Rating: 3.7
# Super Serial
Theres actually 2 ways of solving this challenge in which the second one is probably the intended way but the first one is extremely easy to execute.
## Method 1
> Credits to @ZeroDayTea
Looking at the hint we see that the flag is located at `../flag` all we need to do is url encode `../flag` and append that to the URL, basically performing a path traversal attack.
## Object Serialization
This is probably the intended way since the name of the challenge hints so.
By looking at the `robots.txt` file we get a hint that `.phps` files exist, and true enough, appending `s` so all pages we see the source php code.

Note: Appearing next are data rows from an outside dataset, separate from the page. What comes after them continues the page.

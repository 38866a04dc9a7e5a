use std::fs;
use std::io::Write;
use std::path::{Path, PathBuf};
use std::process::{Command, Stdio};

use tempfile::TempDir;

fn bin_path() -> PathBuf {
    PathBuf::from(env!("CARGO_BIN_EXE_linemark"))
}

fn write_input(dir: &Path, name: &str, contents: &str) -> PathBuf {
    let path = dir.join(name);
    fs::write(&path, contents).expect("write input");
    path
}

#[test]
fn converts_file_to_derived_html_name() {
    let dir = TempDir::new().expect("tempdir");
    let input = write_input(dir.path(), "notes.md", "# Title\n\nJust text.\n");

    let output = Command::new(bin_path())
        .arg(&input)
        .output()
        .expect("run");

    assert!(output.status.success(), "expected success exit code");
    let html = fs::read_to_string(dir.path().join("notes.html")).expect("derived output");
    assert_eq!(html, "<h1>Title</h1>\n<p>Just text.</p>\n");
}

#[test]
fn out_dir_receives_every_input() {
    let dir = TempDir::new().expect("tempdir");
    let site = dir.path().join("site");
    fs::create_dir(&site).expect("mkdir");
    let first = write_input(dir.path(), "a.md", "# A\n");
    let second = write_input(dir.path(), "b.md", "[b](/b)\n");

    let output = Command::new(bin_path())
        .arg("--out-dir")
        .arg(&site)
        .args([&first, &second])
        .output()
        .expect("run");

    assert!(output.status.success(), "expected success exit code");
    assert_eq!(
        fs::read_to_string(site.join("a.html")).expect("a.html"),
        "<h1>A</h1>\n"
    );
    assert_eq!(
        fs::read_to_string(site.join("b.html")).expect("b.html"),
        "<a href=\"/b\">b</a>\n"
    );
}

#[test]
fn stdin_converts_to_stdout() {
    let mut child = Command::new(bin_path())
        .stdin(Stdio::piped())
        .stdout(Stdio::piped())
        .stderr(Stdio::piped())
        .spawn()
        .expect("spawn");
    child
        .stdin
        .take()
        .expect("stdin")
        .write_all(b"See [docs](http://example.com) here\n")
        .expect("write stdin");
    let output = child.wait_with_output().expect("wait");

    assert!(output.status.success(), "expected success exit code");
    assert_eq!(
        String::from_utf8_lossy(&output.stdout),
        "<p>See <a href=\"http://example.com\">docs</a> here</p>\n"
    );
}

#[test]
fn malformed_line_is_skipped_and_reported() {
    let dir = TempDir::new().expect("tempdir");
    let input = write_input(
        dir.path(),
        "bad.md",
        "ok\nA (oops [late] bracket)\nstill ok\n",
    );

    let output = Command::new(bin_path())
        .args(["--diagnostics", "pretty", "--stdout"])
        .arg(&input)
        .output()
        .expect("run");

    assert!(!output.status.success(), "expected error exit code");
    assert_eq!(
        String::from_utf8_lossy(&output.stdout),
        "<p>ok</p>\n<p>still ok</p>\n"
    );
    let stderr = String::from_utf8_lossy(&output.stderr);
    assert!(stderr.contains(":2:9 error E_LINK_MALFORMED"), "stderr: {}", stderr);
}

#[test]
fn diagnostics_json_lists_file_and_position() {
    let dir = TempDir::new().expect("tempdir");
    let input = write_input(dir.path(), "bad.md", "x [a(b](c)\n");

    let output = Command::new(bin_path())
        .args(["--quiet", "--diagnostics", "json", "--stdout"])
        .arg(&input)
        .output()
        .expect("run");

    assert!(!output.status.success(), "expected error exit code");
    let stderr = String::from_utf8_lossy(&output.stderr);
    let value: serde_json::Value = serde_json::from_str(stderr.trim()).expect("json diagnostics");
    assert_eq!(value[0]["code"], "E_LINK_MALFORMED");
    assert_eq!(value[0]["line"], 1);
    assert_eq!(value[0]["column"], 5);
}

#[test]
fn lenient_flag_keeps_malformed_lines() {
    let dir = TempDir::new().expect("tempdir");
    let input = write_input(dir.path(), "bad.md", "x [a(b](c)\n");

    let output = Command::new(bin_path())
        .args(["--lenient", "--stdout"])
        .arg(&input)
        .output()
        .expect("run");

    assert!(output.status.success(), "expected success exit code");
    assert_eq!(
        String::from_utf8_lossy(&output.stdout),
        "<p>x <a href=\"c\">a(b</a></p>\n"
    );
}

#[test]
fn link_policy_reads_environment() {
    let dir = TempDir::new().expect("tempdir");
    let input = write_input(dir.path(), "bad.md", "x [a(b](c)\n");

    let output = Command::new(bin_path())
        .env("LINEMARK_LINK_POLICY", "lenient")
        .arg("--stdout")
        .arg(&input)
        .output()
        .expect("run");

    assert!(output.status.success(), "expected success exit code");
}

#[test]
fn missing_input_does_not_stop_the_run() {
    let dir = TempDir::new().expect("tempdir");
    let good = write_input(dir.path(), "good.md", "fine\n");
    let missing = dir.path().join("missing.md");

    let output = Command::new(bin_path())
        .args([&missing, &good])
        .output()
        .expect("run");

    assert!(!output.status.success(), "expected error exit code");
    assert!(!dir.path().join("missing.html").exists());
    assert_eq!(
        fs::read_to_string(dir.path().join("good.html")).expect("good.html"),
        "<p>fine</p>\n"
    );
}

#[test]
fn explicit_output_path_is_used() {
    let dir = TempDir::new().expect("tempdir");
    let input = write_input(dir.path(), "in.md", "## Two\n");
    let target = dir.path().join("custom.html");

    let output = Command::new(bin_path())
        .arg(&input)
        .arg("-o")
        .arg(&target)
        .output()
        .expect("run");

    assert!(output.status.success(), "expected success exit code");
    assert_eq!(fs::read_to_string(&target).expect("custom"), "<h2>Two</h2>\n");
}

#[test]
fn output_equal_to_input_is_refused() {
    let dir = TempDir::new().expect("tempdir");
    let input = write_input(dir.path(), "notes.md", "# Keep me\n");

    let output = Command::new(bin_path())
        .arg(&input)
        .arg("-o")
        .arg(&input)
        .output()
        .expect("run");

    assert!(!output.status.success(), "expected error exit code");
    assert_eq!(
        fs::read_to_string(&input).expect("input"),
        "# Keep me\n",
        "input must be left untouched"
    );
}

#[test]
fn derived_name_resolving_to_input_is_refused() {
    let dir = TempDir::new().expect("tempdir");
    let input = write_input(dir.path(), "page.html", "Already here\n");

    let output = Command::new(bin_path())
        .current_dir(dir.path())
        .args(["--out-dir", ".", "page.html"])
        .output()
        .expect("run");

    assert!(!output.status.success(), "expected error exit code");
    assert_eq!(fs::read_to_string(&input).expect("input"), "Already here\n");
    let stderr = String::from_utf8_lossy(&output.stderr);
    assert!(stderr.contains("refusing to overwrite"), "stderr: {}", stderr);
}
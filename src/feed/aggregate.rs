use crate::feed::classify::{
    audio_mime_for_link, classify, has_audio_extension, is_audio_mime, ClassifyInput, MediaTag,
};
use crate::feed::fetcher::{fetch_feed, FetchError};
use crate::feed::parser::{ParsedEntry, ParsedFeed};
use crate::util::{html_to_snippet, strip_control_chars, MAX_SUMMARY_CHARS};
use chrono::{DateTime, Utc};
use futures::stream::{self, StreamExt};
use serde::{Serialize, Serializer};
use std::collections::HashSet;
use std::time::Duration;
use thiserror::Error;

/// Title used when an entry has none.
pub const FALLBACK_TITLE: &str = "No title";
/// Source name used when a feed declares no title.
pub const FALLBACK_SOURCE_NAME: &str = "RSS Feed";

/// Errors that fail a whole aggregation call.
///
/// Only caller contract violations end up here; per-feed failures are
/// logged and contribute zero articles instead.
#[derive(Debug, Error, PartialEq, Eq)]
pub enum AggregateError {
    #[error("feeds must be a non-empty array")]
    EmptyFeedList,
    #[error("feeds must be an array of strings")]
    InvalidFeedList,
}

/// Where an article's audio lives.
#[derive(Debug, Clone, PartialEq, Eq, Serialize)]
#[serde(rename_all = "camelCase")]
pub struct AudioSource {
    pub url: String,
    pub mime_type: String,
}

/// Media kind of an article, fixed when the article is built.
#[derive(Debug, Clone, PartialEq, Eq)]
pub enum ArticleKind {
    /// Audio entry. `source` is absent when the entry was flagged as audio by
    /// its wording but carries no playable enclosure or audio link.
    Audio { source: Option<AudioSource> },
    Text,
}

impl ArticleKind {
    pub fn media_tag(&self) -> MediaTag {
        match self {
            ArticleKind::Audio { .. } => MediaTag::Audio,
            ArticleKind::Text => MediaTag::Article,
        }
    }

    pub fn audio_source(&self) -> Option<&AudioSource> {
        match self {
            ArticleKind::Audio { source } => source.as_ref(),
            ArticleKind::Text => None,
        }
    }
}

/// One normalized news or audio item.
///
/// Built once per fetch and never mutated afterwards. `link` is the natural
/// key within an aggregated result set.
#[derive(Debug, Clone, Serialize)]
pub struct Article {
    pub title: String,
    pub link: String,
    #[serde(rename = "pubDate")]
    pub published_at: DateTime<Utc>,
    #[serde(rename = "source")]
    pub source_name: String,
    #[serde(rename = "description")]
    pub summary: String,
    /// Media tag first, then the bias label if any.
    pub tags: Vec<String>,
    #[serde(rename = "thumbnail")]
    pub thumbnail_url: String,
    #[serde(rename = "audio", serialize_with = "serialize_audio")]
    pub kind: ArticleKind,
    #[serde(rename = "feedUrl")]
    pub feed_url: String,
}

fn serialize_audio<S: Serializer>(kind: &ArticleKind, serializer: S) -> Result<S::Ok, S::Error> {
    kind.audio_source().serialize(serializer)
}

impl Article {
    pub fn media_tag(&self) -> MediaTag {
        self.kind.media_tag()
    }

    pub fn is_audio(&self) -> bool {
        matches!(self.kind, ArticleKind::Audio { .. })
    }

    pub fn has_tag(&self, tag: &str) -> bool {
        self.tags.iter().any(|t| t.eq_ignore_ascii_case(tag))
    }

    /// Normalizes one parsed entry. Returns `None` for entries without a link,
    /// since the link is the article's identity.
    pub fn from_entry(entry: ParsedEntry, source_name: &str, feed_url: &str) -> Option<Self> {
        let link = entry.link.clone()?;

        let title = entry
            .title
            .as_deref()
            .map(|t| strip_control_chars(t).trim().to_string())
            .filter(|t| !t.is_empty())
            .unwrap_or_else(|| FALLBACK_TITLE.to_string());
        let summary = entry
            .summary
            .as_deref()
            .map(|s| html_to_snippet(s, MAX_SUMMARY_CHARS))
            .unwrap_or_default();
        let published_at = entry.published.or(entry.updated).unwrap_or_else(Utc::now);

        let enclosure_mime = entry
            .enclosure
            .as_ref()
            .and_then(|e| e.mime_type.as_deref());
        let classification = classify(&ClassifyInput {
            title: &title,
            summary: &summary,
            link: &link,
            source_name,
            enclosure_mime,
        });

        let kind = match classification.media {
            MediaTag::Article => ArticleKind::Text,
            MediaTag::Audio => ArticleKind::Audio {
                source: audio_source(&entry, &link),
            },
        };

        let mut tags = vec![classification.media.as_str().to_string()];
        if let Some(bias) = classification.bias {
            tags.push(bias.to_string());
        }

        Some(Article {
            title,
            link,
            published_at,
            source_name: source_name.to_string(),
            summary,
            tags,
            thumbnail_url: classification.thumbnail_url,
            kind,
            feed_url: feed_url.to_string(),
        })
    }
}

/// Picks the playable audio for an audio entry: a recognized audio enclosure
/// first, then the entry link itself when it points at an audio file.
fn audio_source(entry: &ParsedEntry, link: &str) -> Option<AudioSource> {
    let from_enclosure = entry.enclosure.as_ref().and_then(|enc| {
        let mime = enc.mime_type.as_deref().filter(|m| is_audio_mime(m))?;
        Some(AudioSource {
            url: enc.url.clone(),
            mime_type: mime.to_string(),
        })
    });

    from_enclosure.or_else(|| {
        has_audio_extension(link).then(|| AudioSource {
            url: link.to_string(),
            mime_type: audio_mime_for_link(link).to_string(),
        })
    })
}

/// Caps applied to one aggregation call.
#[derive(Debug, Clone, Copy, PartialEq, Eq)]
pub struct AggregateLimits {
    /// Entries taken from each feed, in the order the feed declares them.
    pub per_feed: usize,
    /// Feeds taken from the request; the tail beyond this is dropped.
    pub total_feeds: usize,
}

impl Default for AggregateLimits {
    fn default() -> Self {
        Self {
            per_feed: 10,
            total_feeds: 10,
        }
    }
}

/// Outcome of fetching one feed during an aggregation.
#[derive(Debug)]
pub struct FeedOutcome {
    pub feed_url: String,
    pub result: Result<usize, FetchError>,
}

/// Fetches, normalizes, classifies, deduplicates and sorts articles from a
/// set of feeds.
#[derive(Debug, Clone)]
pub struct Aggregator {
    client: reqwest::Client,
    fetch_timeout: Duration,
}

impl Aggregator {
    pub fn new(client: reqwest::Client, fetch_timeout: Duration) -> Self {
        Self {
            client,
            fetch_timeout,
        }
    }

    /// Aggregates the given feeds into one list, newest first.
    ///
    /// Feeds are fetched concurrently. A feed that fails to download or parse
    /// is logged and contributes nothing; it never fails the call.
    ///
    /// # Errors
    ///
    /// [`AggregateError::EmptyFeedList`] when `feed_urls` is empty.
    pub async fn aggregate(
        &self,
        feed_urls: &[String],
        limits: AggregateLimits,
    ) -> Result<Vec<Article>, AggregateError> {
        self.aggregate_with_outcomes(feed_urls, limits)
            .await
            .map(|(articles, _)| articles)
    }

    /// Like [`Aggregator::aggregate`], also returning the per-feed outcomes in
    /// input order.
    pub async fn aggregate_with_outcomes(
        &self,
        feed_urls: &[String],
        limits: AggregateLimits,
    ) -> Result<(Vec<Article>, Vec<FeedOutcome>), AggregateError> {
        if feed_urls.is_empty() {
            return Err(AggregateError::EmptyFeedList);
        }

        let selected: Vec<String> = feed_urls.iter().take(limits.total_feeds).cloned().collect();
        let feed_count = selected.len();
        if feed_count < feed_urls.len() {
            tracing::debug!(
                requested = feed_urls.len(),
                limit = limits.total_feeds,
                "Feed list truncated to limit"
            );
        }

        let mut fetched: Vec<(usize, String, Result<ParsedFeed, FetchError>)> =
            stream::iter(selected.into_iter().enumerate())
                .map(|(index, url)| {
                    let client = self.client.clone();
                    let timeout = self.fetch_timeout;
                    async move {
                        let result = fetch_feed(&client, &url, timeout).await;
                        (index, url, result)
                    }
                })
                .buffer_unordered(feed_count.max(1))
                .collect()
                .await;

        // Completion order is arbitrary; merge in input order
        fetched.sort_by_key(|(index, _, _)| *index);

        let mut per_feed = Vec::with_capacity(fetched.len());
        let mut outcomes = Vec::with_capacity(fetched.len());
        for (_, feed_url, result) in fetched {
            match result {
                Ok(feed) => {
                    let articles = normalize_feed(feed, &feed_url, limits.per_feed);
                    outcomes.push(FeedOutcome {
                        feed_url,
                        result: Ok(articles.len()),
                    });
                    per_feed.push(articles);
                }
                Err(e) => {
                    tracing::warn!(feed = %feed_url, error = %e, "Failed to fetch feed");
                    outcomes.push(FeedOutcome {
                        feed_url,
                        result: Err(e),
                    });
                }
            }
        }

        let articles = merge(per_feed);
        let failed = outcomes.iter().filter(|o| o.result.is_err()).count();
        tracing::info!(
            feeds = feed_count,
            failed = failed,
            articles = articles.len(),
            "Aggregated feeds"
        );

        Ok((articles, outcomes))
    }
}

/// Turns one parsed feed into articles, keeping at most `limit` entries in
/// the order the feed lists them.
pub fn normalize_feed(feed: ParsedFeed, feed_url: &str, limit: usize) -> Vec<Article> {
    let source_name = feed
        .title
        .as_deref()
        .map(|t| strip_control_chars(t).trim().to_string())
        .filter(|t| !t.is_empty())
        .unwrap_or_else(|| FALLBACK_SOURCE_NAME.to_string());

    let total = feed.entries.len();
    let articles: Vec<Article> = feed
        .entries
        .into_iter()
        .take(limit)
        .filter_map(|entry| Article::from_entry(entry, &source_name, feed_url))
        .collect();

    let skipped = total.min(limit) - articles.len();
    if skipped > 0 {
        tracing::debug!(feed = %feed_url, skipped = skipped, "Entries without a link skipped");
    }

    articles
}

/// Concatenates per-feed lists in order, keeps the first article seen for
/// each link, then sorts newest first. The sort is stable, so equal dates
/// keep their input order.
pub fn merge(per_feed: Vec<Vec<Article>>) -> Vec<Article> {
    let mut seen = HashSet::new();
    let mut merged: Vec<Article> = per_feed
        .into_iter()
        .flatten()
        .filter(|article| seen.insert(article.link.clone()))
        .collect();

    merged.sort_by(|a, b| b.published_at.cmp(&a.published_at));
    merged
}

/// Extracts the feed list from an untyped request body value.
///
/// # Errors
///
/// - [`AggregateError::InvalidFeedList`] - not an array, or an element is not a string
/// - [`AggregateError::EmptyFeedList`] - missing (`null`) or empty array
pub fn feed_urls_from_json(value: &serde_json::Value) -> Result<Vec<String>, AggregateError> {
    let items = match value {
        serde_json::Value::Null => return Err(AggregateError::EmptyFeedList),
        serde_json::Value::Array(items) => items,
        _ => return Err(AggregateError::InvalidFeedList),
    };

    if items.is_empty() {
        return Err(AggregateError::EmptyFeedList);
    }

    items
        .iter()
        .map(|item| {
            item.as_str()
                .map(str::to_string)
                .ok_or(AggregateError::InvalidFeedList)
        })
        .collect()
}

Looking at the code we can see something interesting in this block:
```php
if(isset($_COOKIE["login"])){
try{
$perm = unserialize(base64_decode(urldecode($_COOKIE["login"])));
$g = $perm->is_guest();
$a = $perm->is_admin();
}
catch(Error $e){
die("Deserialization error. ".$perm);
}
}
```
We see that we are trying to deserialize user provided data which could lead to some sort of exploit, more, we see that if it errors, we print the object on the screen.
Taking a deeper look we see that the `access_log` class has a magic function `_toString` which reads any file that you input. This means that if we get the try block to error, the `die` statement will try and call the `_toString` method of a `access_log` object will give us access to `../flag`
### Payload
Set the cookie to `TzoxMDoiYWNjZXNzX2xvZyI6MTp7czo4OiJsb2dfZmlsZSI7czo3OiIuLi9mbGFnIjt9`.
This is a access log object pointing to `../flag` after serialization, base64 encoding and url encoding.